Saved entries:
^^^^

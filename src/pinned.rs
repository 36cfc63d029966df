//! Pinned region (component C5): objects here never move. Grounded on
//! the reference implementation's `private/fpool.hxx` — a sequence of
//! arenas plus an address-sorted free-list with split and adjacent-pair
//! coalescing.

use crate::arena::Arena;
use crate::gc_info_table::GCInfoIndex;
use crate::header::{BlockState, Header};

/// Below this remainder a split isn't worth it; the leftover becomes
/// internal fragmentation of the allocated block instead.
const MIN_SPLIT_REMAINDER: usize = 64;
const FIRST_ARENA_SIZE: usize = 4 * 1024 * 1024;

pub struct PinnedRegion {
    arenas: Vec<Arena>,
    /// Free blocks, kept sorted by address (invariant P5). A `Vec`
    /// rather than the reference implementation's intrusive
    /// doubly-linked free-list node chase: with no concurrent mutator
    /// there is no benefit to threading pointers through the payload
    /// itself, and a sorted `Vec` makes the "no two adjacent blocks
    /// unmerged" invariant trivial to check in tests.
    free_list: Vec<*mut Header>,
    /// Blocks released since the last [`coalesce_pending`] call. Merging
    /// is deferred to the next mutator-facing entry point rather than
    /// performed inline by `release` — coalescing during collection
    /// would rewrite a merged-away header's fields while weak-reference
    /// fix-up is still walking headers discovered earlier in the same
    /// pass.
    pending_coalesce: Vec<*mut Header>,
}

impl Default for PinnedRegion {
    fn default() -> Self {
        Self::new()
    }
}

impl PinnedRegion {
    pub fn new() -> Self {
        Self {
            arenas: vec![Arena::new(FIRST_ARENA_SIZE)],
            free_list: Vec::new(),
            pending_coalesce: Vec::new(),
        }
    }

    pub fn contains(&self, p: *const u8) -> bool {
        self.arenas.iter().any(|a| a.contains(p))
    }

    fn insert_free_sorted(&mut self, header: *mut Header) {
        let pos = self
            .free_list
            .partition_point(|&h| (h as usize) < (header as usize));
        self.free_list.insert(pos, header);
    }

    fn remove_free(&mut self, header: *mut Header) {
        if let Some(pos) = self.free_list.iter().position(|&h| h == header) {
            self.free_list.remove(pos);
        }
    }

    /// Attempts to coalesce the free block at `header` with its
    /// immediate predecessor and successor in the same arena. Adjacency
    /// is exact byte-adjacency: `predecessor + predecessor.sz ==
    /// header` or `header + header.sz == successor`.
    fn coalesce(&mut self, header: *mut Header) {
        let mut current = header;
        loop {
            let merged_next = self.try_merge_with_next(current);
            if !merged_next {
                break;
            }
        }
        loop {
            if let Some(prev) = self.find_predecessor(current) {
                if self.try_merge_pair(prev, current) {
                    current = prev;
                    continue;
                }
            }
            break;
        }
    }

    fn find_predecessor(&self, header: *mut Header) -> Option<*mut Header> {
        self.free_list
            .iter()
            .copied()
            .find(|&h| unsafe { (h as usize) + (*h).sz == header as usize })
    }

    fn try_merge_with_next(&mut self, header: *mut Header) -> bool {
        let next_addr = unsafe { header as usize + (*header).sz };
        if let Some(&next) = self.free_list.iter().find(|&&h| h as usize == next_addr) {
            self.try_merge_pair(header, next)
        } else {
            false
        }
    }

    /// Merges `second` into `first` (`first` must immediately precede
    /// `second`). `second`'s header becomes `FMerged` and is left in
    /// place so a stray interior pointer into it still resolves to
    /// `first` via linear scan.
    fn try_merge_pair(&mut self, first: *mut Header, second: *mut Header) -> bool {
        unsafe {
            if (*first).mp != (*second).mp {
                return false;
            }
            (*first).sz += (*second).sz;
            (*second).state = BlockState::FMerged;
            (*second).p = std::ptr::null_mut();
            self.remove_free(second);
            crate::placeholder::overlay_removed(second);
            true
        }
    }

    /// Splits `header` (a free block of size `>= needed_total`) so the
    /// first `needed_total` bytes become an allocatable block and the
    /// remainder (if large enough) stays on the free-list.
    fn split(&mut self, header: *mut Header, needed_total: usize) -> *mut Header {
        let total = unsafe { (*header).sz };
        let remainder = total - needed_total;
        if remainder < MIN_SPLIT_REMAINDER {
            return header;
        }
        unsafe {
            use std::ptr::addr_of_mut;
            (*header).sz = needed_total;
            let remainder_header = (header as usize + needed_total) as *mut Header;
            let mp = (*header).mp;
            addr_of_mut!((*remainder_header).magic).write(crate::header::HEADER_MAGIC);
            addr_of_mut!((*remainder_header).state).write(BlockState::FRemoved);
            addr_of_mut!((*remainder_header).sz).write(remainder);
            addr_of_mut!((*remainder_header).usz).write(0);
            addr_of_mut!((*remainder_header).fcnt).write(0);
            addr_of_mut!((*remainder_header).visited).write(false);
            addr_of_mut!((*remainder_header).gc_info).write(crate::gc_info_table::GCInfoIndex::default());
            addr_of_mut!((*remainder_header).mp).write(mp);
            addr_of_mut!((*remainder_header).p).write(std::ptr::null_mut());
            let tail = (remainder_header as usize + remainder - Header::TAIL_SIZE) as *mut crate::header::Tail;
            addr_of_mut!((*tail).magic).write(crate::header::TAIL_MAGIC);
            addr_of_mut!((*tail).sz).write(remainder);
            crate::placeholder::overlay_free_node(remainder_header, std::ptr::null_mut(), std::ptr::null_mut());
            self.insert_free_sorted(remainder_header);
        }
        header
    }

    /// `freeze` (§4.4): find-fit in the free-list, else bump-allocate,
    /// else grow. Returns a `Frozen` block with `fcnt == 1`.
    pub fn alloc_frozen(&mut self, usz: usize, gc_info: GCInfoIndex) -> *mut Header {
        let needed = Header::block_size(usz);
        if let Some(pos) = self.free_list.iter().position(|&h| unsafe { (*h).sz >= needed }) {
            let header = self.free_list.remove(pos);
            let header = self.split(header, needed);
            unsafe {
                Header::init(header, BlockState::Frozen, (*header).sz, usz, gc_info, (*header).mp);
                (*header).fcnt = 1;
            }
            return header;
        }
        if let Some(header) = self.arenas.last_mut().unwrap().alloc(usz, gc_info) {
            unsafe {
                (*header).state = BlockState::Frozen;
                (*header).fcnt = 1;
            }
            return header;
        }
        let last_size = self.arenas.last().unwrap().capacity().max(needed);
        let new_size = last_size.next_power_of_two().max(needed);
        self.arenas.push(Arena::new(new_size));
        let header = self
            .arenas
            .last_mut()
            .unwrap()
            .alloc(usz, gc_info)
            .unwrap_or_else(|| crate::error::fatal_error("pinned region exhausted after growth"));
        unsafe {
            (*header).state = BlockState::Frozen;
            (*header).fcnt = 1;
        }
        header
    }

    /// Releases a block back to the free-list, per `unfreeze` reaching
    /// `fcnt == 0` (§4.4). Marks it `FRemoved` and queues it for
    /// coalescing with its address-adjacent free neighbors; the merge
    /// itself runs on the next call to [`coalesce_pending`].
    pub fn release(&mut self, header: *mut Header) {
        unsafe {
            (*header).state = BlockState::FRemoved;
            (*header).p = std::ptr::null_mut();
            (*header).fcnt = 0;
        }
        unsafe {
            crate::placeholder::overlay_free_node(header, std::ptr::null_mut(), std::ptr::null_mut());
        }
        self.insert_free_sorted(header);
        self.pending_coalesce.push(header);
    }

    /// Merges every block queued by `release` since the last call. Must
    /// only be called from a mutator-facing entry point (`allocate`,
    /// `freeze`, `unfreeze`, `deallocate`) — never from inside a
    /// collection, where it would invalidate a weak-reference header
    /// the fix-up pass hasn't visited yet (§4.4).
    pub fn coalesce_pending(&mut self) {
        let pending = std::mem::take(&mut self.pending_coalesce);
        for header in pending {
            if self.free_list.contains(&header) {
                self.coalesce(header);
            }
        }
    }

    /// Iterates every live `Frozen` block across all arenas — these are
    /// unconditional collection roots (pinning implies reachable).
    pub fn iterate_frozen(&self, mut f: impl FnMut(*mut Header)) {
        for arena in &self.arenas {
            arena.iterate(|header: *mut Header| {
                if unsafe { (*header).state } == BlockState::Frozen {
                    f(header);
                }
            });
        }
    }

    /// Iterates every block (live or free) across all arenas, for
    /// `pointer_ok`/`data_ok` membership checks.
    pub fn iterate_all(&self, mut f: impl FnMut(*mut Header)) {
        for arena in &self.arenas {
            arena.iterate(|header: *mut Header| f(header));
        }
    }

    /// Reclaims every `Unfrozen` block's storage back to the free-list.
    /// Called once per collection (§4.3): by the time a stop-the-world
    /// collection runs, every live root and weak reference anchored to
    /// an `Unfrozen` block has already been rewritten to the migrated
    /// copying-region address by `unfreeze`'s own fix-up, so the old
    /// pinned storage is safe to free — mirroring how the copying
    /// region only reclaims a `GcMoved` original's space during its own
    /// next sweep rather than the instant it is forwarded.
    pub fn reclaim_unfrozen(&mut self) {
        let mut stale = Vec::new();
        self.iterate_all(|header| {
            if unsafe { (*header).state } == BlockState::Unfrozen {
                stale.push(header);
            }
        });
        for header in stale {
            self.release(header);
        }
    }

    pub fn free_list_len(&self) -> usize {
        self.free_list.len()
    }

    pub fn free_list_is_sorted_and_coalesced(&self) -> bool {
        self.free_list.windows(2).all(|w| unsafe {
            let a = w[0];
            let b = w[1];
            (a as usize) < (b as usize) && (a as usize + (*a).sz) != (b as usize)
        }) || self.free_list.len() < 2
    }
}

#[cfg(test)]
mod tests {
    use super::*;
    use crate::gc_info_table::GCInfoTrait;
    use crate::trace::{Collectable, Finalize, Trace, Walker};

    struct Pin(u64);
    unsafe impl Trace for Pin {
        fn trace(&mut self, _w: &mut dyn Walker) {}
    }
    unsafe impl Finalize for Pin {}
    impl Collectable for Pin {}

    #[test]
    fn alloc_release_roundtrip() {
        let mut region = PinnedRegion::new();
        let idx = Pin::index();
        let h = region.alloc_frozen(8, idx);
        assert_eq!(unsafe { (*h).state }, BlockState::Frozen);
        region.release(h);
        region.coalesce_pending();
        assert_eq!(region.free_list_len(), 1);
        assert!(region.free_list_is_sorted_and_coalesced());
    }

    #[test]
    fn adjacent_frees_coalesce() {
        let mut region = PinnedRegion::new();
        let idx = Pin::index();
        let h1 = region.alloc_frozen(8, idx);
        let h2 = region.alloc_frozen(8, idx);
        let h3 = region.alloc_frozen(8, idx);
        region.release(h1);
        region.release(h3);
        region.release(h2);
        region.coalesce_pending();
        // all three should have merged into a single free block
        assert_eq!(region.free_list_len(), 1);
    }
}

^^^^

→ THE PROBLEM:
Give back exactly the lines above, from the line containing "addr_of_mut!((*remainder_header).mp).write(mp);" through the line containing "let tail = (remainder_header", with both end lines and nothing more.

→ EXPECTED ANSWER:
            addr_of_mut!((*remainder_header).mp).write(mp);
            addr_of_mut!((*remainder_header).p).write(std::ptr::null_mut());
            let tail = (remainder_header as usize + remainder - Header::TAIL_SIZE) as *mut crate::header::Tail;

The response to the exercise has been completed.